VERIFY-TERMINATION

convert a function from :program mode to :logic mode
Major Section:  EVENTS

Example:
(verify-termination fact)

General Forms: (verify-termination fn dcl ... dcl) (verify-termination (fn1 dcl ... dcl) (fn2 dcl ... dcl) ...)

where fn and the fni are function symbols having :program mode (see defun-mode) and all of the dcls are either declare forms or documentation strings. The first form above is an abbreviation for
(verify-termination (fn dcl ... dcl))
so we limit our discussion to the second form. Each of the fni must be in the same clique of mutually recursively defined functions, but not every function in the clique need be among the fni.
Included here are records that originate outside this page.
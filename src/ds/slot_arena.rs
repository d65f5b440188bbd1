//! Slot arena with an intrusive free chain.
//!
//! Values live in a `Vec` of slots; a removed slot becomes `Vacant` and is
//! threaded onto a singly linked free chain, so `insert` reuses the most
//! recently freed index before growing the vector. [`SlotId`]s are plain
//! indices and stay valid until their slot is removed.
//!
//! ```text
//!   slots:  [ Occupied(a) | Vacant(→3) | Occupied(c) | Vacant(end) ]
//!   free:   1 ─► 3 ─► end
//! ```

#[derive(Debug, Clone, Copy, PartialEq, Eq, Hash)]
pub struct SlotId(pub(crate) usize);

#[derive(Debug, Clone)]
enum Slot<T> {
    Occupied(T),
    Vacant { next_free: Option<usize> },
}

#[derive(Debug, Clone)]
pub struct SlotArena<T> {
    slots: Vec<Slot<T>>,
    free_head: Option<usize>,
    len: usize,
}

impl<T> SlotArena<T> {
    pub fn new() -> Self {
        Self::with_capacity(0)
    }

    pub fn with_capacity(capacity: usize) -> Self {
        Self {
            slots: Vec::with_capacity(capacity),
            free_head: None,
            len: 0,
        }
    }

    pub fn insert(&mut self, value: T) -> SlotId {
        self.len += 1;
        match self.free_head {
            Some(idx) => {
                let old = std::mem::replace(&mut self.slots[idx], Slot::Occupied(value));
                if let Slot::Vacant { next_free } = old {
                    self.free_head = next_free;
                }
                SlotId(idx)
            },
            None => {
                self.slots.push(Slot::Occupied(value));
                SlotId(self.slots.len() - 1)
            },
        }
    }

    pub fn remove(&mut self, id: SlotId) -> Option<T> {
        let slot = self.slots.get_mut(id.0)?;
        if !matches!(slot, Slot::Occupied(_)) {
            return None;
        }
        let vacant = Slot::Vacant {
            next_free: self.free_head,
        };
        match std::mem::replace(slot, vacant) {
            Slot::Occupied(value) => {
                self.free_head = Some(id.0);
                self.len -= 1;
                Some(value)
            },
            Slot::Vacant { .. } => None,
        }
    }

    pub fn get(&self, id: SlotId) -> Option<&T> {
        match self.slots.get(id.0)? {
            Slot::Occupied(value) => Some(value),
            Slot::Vacant { .. } => None,
        }
    }

    pub fn get_mut(&mut self, id: SlotId) -> Option<&mut T> {
        match self.slots.get_mut(id.0)? {
            Slot::Occupied(value) => Some(value),
            Slot::Vacant { .. } => None,
        }
    }

    pub fn len(&self) -> usize {
        self.len
    }

    pub fn is_empty(&self) -> bool {
        self.len == 0
    }

    /// Drops every value; keeps the allocation.
    pub fn clear(&mut self) {
        self.slots.clear();
        self.free_head = None;
        self.len = 0;
    }
}

impl<T> Default for SlotArena<T> {
    fn default() -> Self {
        Self::new()
    }
}

#[cfg(test)]
mod tests {
    use super::*;

    #[test]
    fn insert_get_remove() {
        let mut arena = SlotArena::new();
        let a = arena.insert("a");
        let b = arena.insert("b");
        assert_eq!(arena.len(), 2);
        assert_eq!(arena.get(a), Some(&"a"));
        assert_eq!(arena.get(b), Some(&"b"));

        assert_eq!(arena.remove(a), Some("a"));
        assert_eq!(arena.get(a), None);
        assert!(arena.get(a).is_none());
        assert_eq!(arena.len(), 1);
    }

    #[test]
    fn freed_slots_are_reused_most_recent_first() {
        let mut arena = SlotArena::new();
        let a = arena.insert(1);
        let b = arena.insert(2);
        let _c = arena.insert(3);
        arena.remove(a);
        arena.remove(b);

        let d = arena.insert(4);
        let e = arena.insert(5);
        assert_eq!(d, b);
        assert_eq!(e, a);
        assert_eq!(arena.len(), 3);

        let f = arena.insert(6);
        assert_eq!(f, SlotId(3));
    }

    #[test]
    fn double_remove_is_a_no_op() {
        let mut arena = SlotArena::new();
        let a = arena.insert(10);
        assert_eq!(arena.remove(a), Some(10));
        assert_eq!(arena.remove(a), None);
        assert_eq!(arena.len(), 0);
        assert_eq!(arena.remove(SlotId(99)), None);
    }

    #[test]
    fn get_mut_updates_in_place() {
        let mut arena = SlotArena::with_capacity(4);
        let a = arena.insert(1);
        if let Some(v) = arena.get_mut(a) {
            *v = 7;
        }
        assert_eq!(arena.get(a), Some(&7));
    }

    #[test]
    fn clear_resets_free_chain() {
        let mut arena = SlotArena::new();
        let a = arena.insert(1);
        arena.insert(2);
        arena.remove(a);
        arena.clear();
        assert!(arena.is_empty());
        let b = arena.insert(3);
        assert_eq!(b, SlotId(0));
    }
}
Verify-termination attempts to establish the admissibility of the fni. Verify-termination retrieves their definitions, creates modified definitions using the dcls supplied above, and resubmits these definitions. You could avoid using verify-termination by typing the new definitions yourself. So in that sense, verify-termination adds no new functionality. But if you have prototyped your system in :program mode and tested it, you can use verify-termination to resubmit your definitions and change their defun-modes to :logic, addings hints without having to retype or recopy the code.

The defun command executed by verify-termination is obtained by retrieving the defun (or mutual-recursion) command that introduced the clique in question and then possibly modifying each definition as follows. Consider a function, fn, in the clique. If fn is not among the fni above, its definition is left unmodified other than to add (declare (xargs :mode :logic)). Otherwise, fn is some fni and we modify its definition by inserting into it the corresponding dcls listed with fni in the arguments to verify-termination, as well as (declare (xargs :mode :logic)). In addition, we throw out from the old declarations in fn the :mode specification and anything that is specified in the new dcls.

For example, suppose that fact was introduced with:

(defun fact (n)
  (declare (type integer n)
           (xargs :mode :program))
  (if (zp n) 1 (* n (fact (1- n))))).
Suppose later we do (verify-termination fact). Then the following definition is submitted.
(defun fact (n)
  (declare (type integer n))
  (if (zp n) 1 (* n (fact (1- n))))).
Observe that this is the same definition as the original one, except the old specification of the :mode has been deleted so that the defun-mode now defaults to :logic. Although the termination proof succeeds, ACL2 also tries to verify the guard, because we have (implicitly) provided a guard, namely (integerp n), for this function. (See guard for a general discussion of guards, and see type-spec for a discussion of how type declarations are used in guards.) Unfortunately, the guard verification fails, because the subterm (zp n) requires that n be nonnegative, as can be seen by invoking :args zp. (For a discussion of termination issues relating to recursion on the naturals, see zero-test-idioms.) So we might be tempted to submit the following:
(verify-termination
 fact 
 (declare (xargs :guard (and (integerp n) (<= 0 n))))).
However, this is considered a changing of the guard (from (integerp n)), which is illegal. If we instead change the guard in the earlier defun after undoing that earlier definition with :ubt fact, then (verify-termination fact) will succeed.